## Records from a dataset:
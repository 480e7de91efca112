use axum::{routing::get, Router};
use std::net::SocketAddr;
use std::sync::Arc;
use std::time::Duration;
use tokio::net::TcpListener;
use tower_http::cors::{Any, CorsLayer};
use tower_http::trace::TraceLayer;

use super::handlers::{chat_get, chat_post, get_alert, health_check, list_alerts, metrics, AppState};
use crate::alerts::{load_rule_set, AlertChecker, Notifier, NotifyTarget};
use crate::config::AppConfig;
use crate::llm::{GenerativeModel, VertexClient};
use crate::telemetry::{DatadogClient, MetricEmitter, MetricStore};

const RATE_LIMIT_PRUNE_INTERVAL: Duration = Duration::from_secs(60);

/// Build the application router
pub fn build_router(state: Arc<AppState>) -> Router {
    Router::new()
        // Health check
        .route("/health", get(health_check))
        // Chat
        .route("/chat", get(chat_get).post(chat_post))
        // Process totals
        .route("/metrics", get(metrics))
        // Alert states
        .route("/alerts", get(list_alerts))
        .route("/alerts/:name", get(get_alert))
        // Middleware
        .layer(TraceLayer::new_for_http())
        .layer(
            CorsLayer::new()
                .allow_origin(Any)
                .allow_methods(Any)
                .allow_headers(Any),
        )
        .with_state(state)
}

/// Run the HTTP server
pub async fn run_server(config: AppConfig) -> Result<(), Box<dyn std::error::Error>> {
    let store = Arc::new(MetricStore::new());

    let datadog = DatadogClient::from_config(&config.datadog)?.map(Arc::new);
    if datadog.is_some() {
        tracing::info!(site = %config.datadog.site, "Datadog submission enabled");
    } else {
        tracing::info!("DD_API_KEY not set, metrics stay in-process");
    }
    let emitter = Arc::new(MetricEmitter::new(
        &config.datadog,
        Arc::clone(&store),
        datadog,
    ));

    let vertex = VertexClient::from_config(&config.model)?;
    if vertex.is_configured() {
        tracing::info!(
            model = %config.model.model,
            location = %config.model.location,
            "startup_ok"
        );
    } else {
        tracing::warn!("startup_warning: missing GOOGLE_CLOUD_PROJECT, chat requests will fail");
    }
    let model: Arc<dyn GenerativeModel> = Arc::new(vertex);

    let rules = load_rule_set(&config.alerts, emitter.names(), &config.datadog.service)?.compile()?;
    tracing::info!(rules = rules.rules.len(), slos = rules.slos.len(), "Alert rules loaded");

    let mut targets = vec![NotifyTarget::Log];
    if let Some(url) = &config.alerts.webhook_url {
        targets.push(NotifyTarget::Webhook {
            url: url.clone(),
            headers: Default::default(),
        });
    }
    let checker = Arc::new(AlertChecker::new(
        rules,
        Arc::clone(&store),
        Notifier::new(targets),
    ));
    let checker_handle = Arc::clone(&checker).start(Duration::from_secs(
        config.alerts.check_interval_secs.max(1),
    ));

    let addr: SocketAddr = format!("{}:{}", config.host, config.port).parse()?;

    let state = Arc::new(AppState::new(config, model, emitter, Arc::clone(&checker)));
    let pruner_handle = spawn_rate_limit_pruner(Arc::clone(&state), RATE_LIMIT_PRUNE_INTERVAL);
    let app = build_router(state);

    tracing::info!("Starting dd-gemini-app on {}", addr);

    let listener = TcpListener::bind(addr).await?;
    axum::serve(listener, app.into_make_service_with_connect_info::<SocketAddr>())
        .with_graceful_shutdown(shutdown_signal(Arc::clone(&checker)))
        .await?;

    checker_handle.abort();
    pruner_handle.abort();

    tracing::info!("dd-gemini-app stopped");
    Ok(())
}

/// Periodically drop rate limit windows for clients that went quiet
fn spawn_rate_limit_pruner(state: Arc<AppState>, every: Duration) -> tokio::task::JoinHandle<()> {
    tokio::spawn(async move {
        let mut ticker = tokio::time::interval(every);
        loop {
            ticker.tick().await;
            let pruned = state.rate_limiter.prune();
            if pruned > 0 {
                tracing::debug!(
                    pruned,
                    tracked = state.rate_limiter.tracked_clients(),
                    "Pruned idle rate limit windows"
                );
            }
        }
    })
}

async fn shutdown_signal(checker: Arc<AlertChecker>) {
    if let Err(e) = tokio::signal::ctrl_c().await {
        tracing::error!(error = %e, "Failed to listen for shutdown signal");
    }

    tracing::info!("Shutdown signal received, stopping alert checker...");
    checker.stop();
}

#[cfg(test)]
mod tests {
    use super::*;
    use crate::alerts::builtin_rule_set;
    use crate::llm::LlmError;
    use axum::body::Body;
    use axum::http::{Request, StatusCode};
    use futures::future::BoxFuture;
    use tower::util::ServiceExt;

    struct FakeModel {
        fail: bool,
    }

    impl GenerativeModel for FakeModel {
        fn model_name(&self) -> &str {
            "fake-model"
        }

        fn generate<'a>(&'a self, prompt: &'a str) -> BoxFuture<'a, Result<String, LlmError>> {
            Box::pin(async move {
                if self.fail {
                    Err(LlmError::RateLimited("quota exhausted".to_string()))
                } else {
                    Ok(format!("echo: {}", prompt))
                }
            })
        }
    }

    fn test_config(pairs: &[(&str, &str)]) -> AppConfig {
        let pairs: Vec<(String, String)> = pairs
            .iter()
            .map(|(k, v)| (k.to_string(), v.to_string()))
            .collect();
        AppConfig::from_lookup(|key| {
            pairs
                .iter()
                .find(|(k, _)| k == key)
                .map(|(_, v)| v.clone())
        })
        .unwrap()
    }

    fn create_state(pairs: &[(&str, &str)], fail: bool) -> Arc<AppState> {
        let config = test_config(pairs);
        let store = Arc::new(MetricStore::new());
        let emitter = Arc::new(MetricEmitter::new(&config.datadog, Arc::clone(&store), None));
        let rules = builtin_rule_set(emitter.names(), &config.datadog.service)
            .compile()
            .unwrap();
        let checker = Arc::new(AlertChecker::new(rules, store, Notifier::default()));
        Arc::new(AppState::new(
            config,
            Arc::new(FakeModel { fail }),
            emitter,
            checker,
        ))
    }

    fn create_test_app() -> Router {
        build_router(create_state(&[], false))
    }

    fn chat_request(body: serde_json::Value) -> Request<Body> {
        Request::builder()
            .method("POST")
            .uri("/chat")
            .header("content-type", "application/json")
            .body(Body::from(body.to_string()))
            .unwrap()
    }

    async fn json_body(response: axum::response::Response) -> serde_json::Value {
        let bytes = axum::body::to_bytes(response.into_body(), usize::MAX)
            .await
            .unwrap();
        serde_json::from_slice(&bytes).unwrap()
    }

    #[tokio::test]
    async fn test_health_check() {
        let app = create_test_app();

        let response = app
            .oneshot(
                Request::builder()
                    .uri("/health")
                    .body(Body::empty())
                    .unwrap(),
            )
            .await
            .unwrap();

        assert_eq!(response.status(), StatusCode::OK);
        assert_eq!(json_body(response).await["ok"], true);
    }

    #[tokio::test]
    async fn test_chat_success() {
        let state = create_state(&[], false);
        let app = build_router(Arc::clone(&state));

        let response = app
            .oneshot(chat_request(serde_json::json!({"message": "  hello  "})))
            .await
            .unwrap();

        assert_eq!(response.status(), StatusCode::OK);
        let body = json_body(response).await;
        assert_eq!(body["answer"], "echo: hello");
        assert_eq!(body["model"], "fake-model");
        assert!(body["request_id"].as_str().is_some());
        assert!(body["latency_ms"].is_u64());

        let totals = state.emitter.snapshot();
        assert_eq!(totals.requests_total, 1);
        assert_eq!(totals.errors_total, 0);
    }

    #[tokio::test]
    async fn test_chat_get_with_prompt_alias() {
        let app = create_test_app();

        let response = app
            .oneshot(
                Request::builder()
                    .uri("/chat?prompt=hi%20there")
                    .body(Body::empty())
                    .unwrap(),
            )
            .await
            .unwrap();

        assert_eq!(response.status(), StatusCode::OK);
        assert_eq!(json_body(response).await["answer"], "echo: hi there");
    }

    #[tokio::test]
    async fn test_chat_error_paths_are_counted() {
        let state = create_state(&[], false);
        let app = build_router(Arc::clone(&state));

        let cases = [
            (serde_json::json!({"message": "   "}), StatusCode::BAD_REQUEST),
            (serde_json::json!({}), StatusCode::BAD_REQUEST),
            (serde_json::json!({"message": "force_500"}), StatusCode::INTERNAL_SERVER_ERROR),
        ];
        for (body, expected) in cases {
            let response = app.clone().oneshot(chat_request(body)).await.unwrap();
            assert_eq!(response.status(), expected);
            let body = json_body(response).await;
            assert!(body["error"].as_str().is_some());
            assert!(body["request_id"].as_str().is_some());
        }

        // Not JSON at all
        let response = app
            .oneshot(
                Request::builder()
                    .method("POST")
                    .uri("/chat")
                    .header("content-type", "application/json")
                    .body(Body::from("{not json"))
                    .unwrap(),
            )
            .await
            .unwrap();
        assert_eq!(response.status(), StatusCode::BAD_REQUEST);

        let totals = state.emitter.snapshot();
        assert_eq!(totals.requests_total, 4);
        assert_eq!(totals.errors_total, 4);
    }

    #[tokio::test]
    async fn test_api_key_required() {
        let state = create_state(&[("APP_API_KEY", "secret")], false);
        let app = build_router(Arc::clone(&state));

        let response = app
            .clone()
            .oneshot(chat_request(serde_json::json!({"message": "hi"})))
            .await
            .unwrap();
        assert_eq!(response.status(), StatusCode::UNAUTHORIZED);

        let response = app
            .oneshot(
                Request::builder()
                    .method("POST")
                    .uri("/chat")
                    .header("content-type", "application/json")
                    .header("X-API-Key", "secret")
                    .body(Body::from(r#"{"message": "hi"}"#))
                    .unwrap(),
            )
            .await
            .unwrap();
        assert_eq!(response.status(), StatusCode::OK);
        assert_eq!(state.emitter.snapshot().errors_total, 1);
    }

    #[tokio::test]
    async fn test_rate_limit_per_forwarded_ip() {
        let state = create_state(&[("RATE_LIMIT_RPM", "2")], false);
        let app = build_router(Arc::clone(&state));

        let request = |ip: &str| {
            Request::builder()
                .method("POST")
                .uri("/chat")
                .header("content-type", "application/json")
                .header("x-forwarded-for", format!("{}, 10.0.0.254", ip))
                .body(Body::from(r#"{"message": "hi"}"#))
                .unwrap()
        };

        for _ in 0..2 {
            let response = app.clone().oneshot(request("10.0.0.1")).await.unwrap();
            assert_eq!(response.status(), StatusCode::OK);
        }
        let response = app.clone().oneshot(request("10.0.0.1")).await.unwrap();
        assert_eq!(response.status(), StatusCode::TOO_MANY_REQUESTS);

        let response = app.oneshot(request("10.0.0.2")).await.unwrap();
        assert_eq!(response.status(), StatusCode::OK);

        assert_eq!(state.emitter.snapshot().errors_total, 1);
    }

    #[tokio::test]
    async fn test_upstream_failure_is_bad_gateway() {
        let state = create_state(&[], true);
        let app = build_router(Arc::clone(&state));

        let response = app
            .oneshot(chat_request(serde_json::json!({"message": "hi"})))
            .await
            .unwrap();

        assert_eq!(response.status(), StatusCode::BAD_GATEWAY);
        let body = json_body(response).await;
        let error = body["error"].as_str().unwrap();
        assert!(!error.contains("quota"), "upstream detail leaked: {}", error);
        assert_eq!(state.emitter.snapshot().errors_total, 1);
    }

    #[tokio::test]
    async fn test_metrics_endpoint() {
        let state = create_state(&[], false);
        let app = build_router(Arc::clone(&state));

        app.clone()
            .oneshot(chat_request(serde_json::json!({"message": "hi"})))
            .await
            .unwrap();

        let response = app
            .oneshot(
                Request::builder()
                    .uri("/metrics")
                    .body(Body::empty())
                    .unwrap(),
            )
            .await
            .unwrap();

        assert_eq!(response.status(), StatusCode::OK);
        let body = json_body(response).await;
        assert_eq!(body["requests_total"], 1);
        assert_eq!(body["errors_total"], 0);
        assert_eq!(body["model"], "fake-model");
        assert_eq!(body["location"], "us-central1");
        assert_eq!(body["rate_limit_rpm"], 30);
    }

    #[tokio::test]
    async fn test_alerts_endpoint() {
        let state = create_state(&[], false);
        let now = chrono::Utc::now().timestamp_millis();
        // Right after startup there is no full window yet
        state.checker.evaluate(now);
        assert_eq!(
            state.checker.status("LLM_Traffic_Stopped").unwrap().state,
            crate::alerts::AlertState::Ok
        );
        state.checker.evaluate(now + 5 * 60_000 + 1_000);
        let app = build_router(Arc::clone(&state));

        let response = app
            .clone()
            .oneshot(
                Request::builder()
                    .uri("/alerts")
                    .body(Body::empty())
                    .unwrap(),
            )
            .await
            .unwrap();
        assert_eq!(response.status(), StatusCode::OK);
        let body = json_body(response).await;
        assert_eq!(body["rules"].as_array().unwrap().len(), 5);
        assert_eq!(body["slos"][0]["id"], "chat-availability");

        let response = app
            .clone()
            .oneshot(
                Request::builder()
                    .uri("/alerts/LLM_Traffic_Stopped")
                    .body(Body::empty())
                    .unwrap(),
            )
            .await
            .unwrap();
        assert_eq!(response.status(), StatusCode::OK);
        assert_eq!(json_body(response).await["state"], "ALERT");

        let response = app
            .oneshot(
                Request::builder()
                    .uri("/alerts/nonexistent")
                    .body(Body::empty())
                    .unwrap(),
            )
            .await
            .unwrap();
        assert_eq!(response.status(), StatusCode::NOT_FOUND);
    }
}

## TASK ITEM:
Looking at the records above, return exactly the lines from the line with "pruner_handle.abort();" to the line with "if pruned >", both ends included.

## ANSWER BOX:
    pruner_handle.abort();

    tracing::info!("dd-gemini-app stopped");
    Ok(())
}

/// Periodically drop rate limit windows for clients that went quiet
fn spawn_rate_limit_pruner(state: Arc<AppState>, every: Duration) -> tokio::task::JoinHandle<()> {
    tokio::spawn(async move {
        let mut ticker = tokio::time::interval(every);
        loop {
            ticker.tick().await;
            let pruned = state.rate_limiter.prune();
            if pruned > 0 {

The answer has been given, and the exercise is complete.